_The task_
In the data below, find each line that contains the word "EngineError" and copy it.

_Extracted records_
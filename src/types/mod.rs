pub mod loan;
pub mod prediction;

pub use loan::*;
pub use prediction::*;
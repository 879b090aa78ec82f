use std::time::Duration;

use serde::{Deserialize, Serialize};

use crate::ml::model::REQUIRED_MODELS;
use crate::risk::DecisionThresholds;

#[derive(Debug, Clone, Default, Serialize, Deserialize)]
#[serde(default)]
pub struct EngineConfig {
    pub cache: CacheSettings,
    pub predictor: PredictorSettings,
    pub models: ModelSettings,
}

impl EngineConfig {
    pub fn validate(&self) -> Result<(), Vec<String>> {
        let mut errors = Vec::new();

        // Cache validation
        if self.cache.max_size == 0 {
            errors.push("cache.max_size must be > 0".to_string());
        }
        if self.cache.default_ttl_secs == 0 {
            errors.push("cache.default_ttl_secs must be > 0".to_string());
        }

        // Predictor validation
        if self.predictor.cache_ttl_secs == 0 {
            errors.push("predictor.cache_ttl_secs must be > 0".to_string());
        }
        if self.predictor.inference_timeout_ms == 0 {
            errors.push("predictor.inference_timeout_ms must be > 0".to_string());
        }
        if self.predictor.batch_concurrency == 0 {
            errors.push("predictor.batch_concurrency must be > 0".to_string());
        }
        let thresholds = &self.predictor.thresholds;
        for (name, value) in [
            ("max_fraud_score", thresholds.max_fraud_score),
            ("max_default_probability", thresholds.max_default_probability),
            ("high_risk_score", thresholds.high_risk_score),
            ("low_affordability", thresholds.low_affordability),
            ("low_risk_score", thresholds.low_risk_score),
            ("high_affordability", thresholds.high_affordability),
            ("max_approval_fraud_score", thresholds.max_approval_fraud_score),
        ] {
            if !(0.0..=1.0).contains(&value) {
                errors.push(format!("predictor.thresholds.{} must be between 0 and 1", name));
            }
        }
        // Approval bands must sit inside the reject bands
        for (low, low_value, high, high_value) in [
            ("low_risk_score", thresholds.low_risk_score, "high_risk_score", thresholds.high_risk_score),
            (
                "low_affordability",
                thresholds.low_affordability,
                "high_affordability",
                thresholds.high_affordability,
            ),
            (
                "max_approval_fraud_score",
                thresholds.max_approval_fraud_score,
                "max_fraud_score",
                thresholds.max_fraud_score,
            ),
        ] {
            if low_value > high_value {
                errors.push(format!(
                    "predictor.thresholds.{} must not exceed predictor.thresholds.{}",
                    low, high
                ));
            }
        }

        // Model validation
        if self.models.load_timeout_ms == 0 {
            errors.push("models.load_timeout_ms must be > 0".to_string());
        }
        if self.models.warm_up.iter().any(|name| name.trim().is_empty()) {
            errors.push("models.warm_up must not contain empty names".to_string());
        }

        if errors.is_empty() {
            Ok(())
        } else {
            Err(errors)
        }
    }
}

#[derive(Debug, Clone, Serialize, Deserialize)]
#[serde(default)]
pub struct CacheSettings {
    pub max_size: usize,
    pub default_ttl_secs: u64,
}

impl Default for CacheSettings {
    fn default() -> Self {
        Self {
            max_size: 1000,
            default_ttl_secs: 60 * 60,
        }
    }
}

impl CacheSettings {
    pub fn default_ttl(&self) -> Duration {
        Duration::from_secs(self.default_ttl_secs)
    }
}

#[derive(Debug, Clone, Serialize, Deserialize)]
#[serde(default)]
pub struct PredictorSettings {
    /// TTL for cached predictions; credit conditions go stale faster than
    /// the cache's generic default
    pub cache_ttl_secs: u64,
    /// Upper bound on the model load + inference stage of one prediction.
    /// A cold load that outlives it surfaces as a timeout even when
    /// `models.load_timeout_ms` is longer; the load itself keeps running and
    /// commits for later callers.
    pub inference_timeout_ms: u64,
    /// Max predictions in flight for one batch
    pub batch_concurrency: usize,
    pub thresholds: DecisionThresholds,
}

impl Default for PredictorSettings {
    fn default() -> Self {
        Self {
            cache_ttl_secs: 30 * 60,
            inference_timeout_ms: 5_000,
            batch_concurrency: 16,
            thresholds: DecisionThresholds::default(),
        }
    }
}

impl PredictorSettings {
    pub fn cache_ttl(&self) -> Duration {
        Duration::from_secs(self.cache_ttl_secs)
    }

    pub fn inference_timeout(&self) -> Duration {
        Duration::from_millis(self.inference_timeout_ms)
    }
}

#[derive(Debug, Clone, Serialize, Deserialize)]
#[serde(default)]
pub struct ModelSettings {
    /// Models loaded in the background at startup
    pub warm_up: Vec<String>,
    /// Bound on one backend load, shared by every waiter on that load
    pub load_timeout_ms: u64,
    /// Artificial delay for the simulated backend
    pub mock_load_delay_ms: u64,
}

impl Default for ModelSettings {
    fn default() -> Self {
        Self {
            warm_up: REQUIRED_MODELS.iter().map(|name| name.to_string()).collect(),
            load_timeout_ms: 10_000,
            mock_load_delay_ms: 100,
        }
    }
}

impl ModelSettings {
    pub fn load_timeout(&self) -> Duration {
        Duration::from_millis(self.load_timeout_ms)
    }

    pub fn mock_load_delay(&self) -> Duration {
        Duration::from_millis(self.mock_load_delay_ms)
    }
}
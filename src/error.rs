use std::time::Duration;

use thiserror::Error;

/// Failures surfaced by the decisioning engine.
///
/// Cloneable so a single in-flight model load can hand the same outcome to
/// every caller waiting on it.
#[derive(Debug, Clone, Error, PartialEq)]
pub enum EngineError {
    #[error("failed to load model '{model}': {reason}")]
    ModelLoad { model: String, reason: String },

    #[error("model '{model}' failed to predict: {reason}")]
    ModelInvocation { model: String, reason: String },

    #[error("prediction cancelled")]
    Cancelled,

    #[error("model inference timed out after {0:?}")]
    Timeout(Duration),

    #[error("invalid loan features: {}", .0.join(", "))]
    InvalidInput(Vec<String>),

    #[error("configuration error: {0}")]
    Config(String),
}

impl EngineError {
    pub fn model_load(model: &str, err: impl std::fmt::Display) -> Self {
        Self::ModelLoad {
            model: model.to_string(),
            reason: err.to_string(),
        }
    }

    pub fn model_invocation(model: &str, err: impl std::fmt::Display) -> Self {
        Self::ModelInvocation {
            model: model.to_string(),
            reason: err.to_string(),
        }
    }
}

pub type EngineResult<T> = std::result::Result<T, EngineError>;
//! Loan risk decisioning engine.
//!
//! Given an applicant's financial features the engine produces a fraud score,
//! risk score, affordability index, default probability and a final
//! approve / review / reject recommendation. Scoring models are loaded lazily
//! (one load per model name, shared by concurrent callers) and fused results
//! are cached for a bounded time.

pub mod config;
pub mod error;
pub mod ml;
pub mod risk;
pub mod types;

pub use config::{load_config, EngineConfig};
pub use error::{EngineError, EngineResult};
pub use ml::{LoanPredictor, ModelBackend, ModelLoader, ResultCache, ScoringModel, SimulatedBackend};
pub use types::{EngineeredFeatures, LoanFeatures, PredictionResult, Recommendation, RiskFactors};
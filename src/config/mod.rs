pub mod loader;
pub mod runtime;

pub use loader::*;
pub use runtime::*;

_Solution to the exercise_
pub enum EngineError {
impl EngineError {
pub type EngineResult<T> = std::result::Result<T, EngineError>;
pub use error::{EngineError, EngineResult};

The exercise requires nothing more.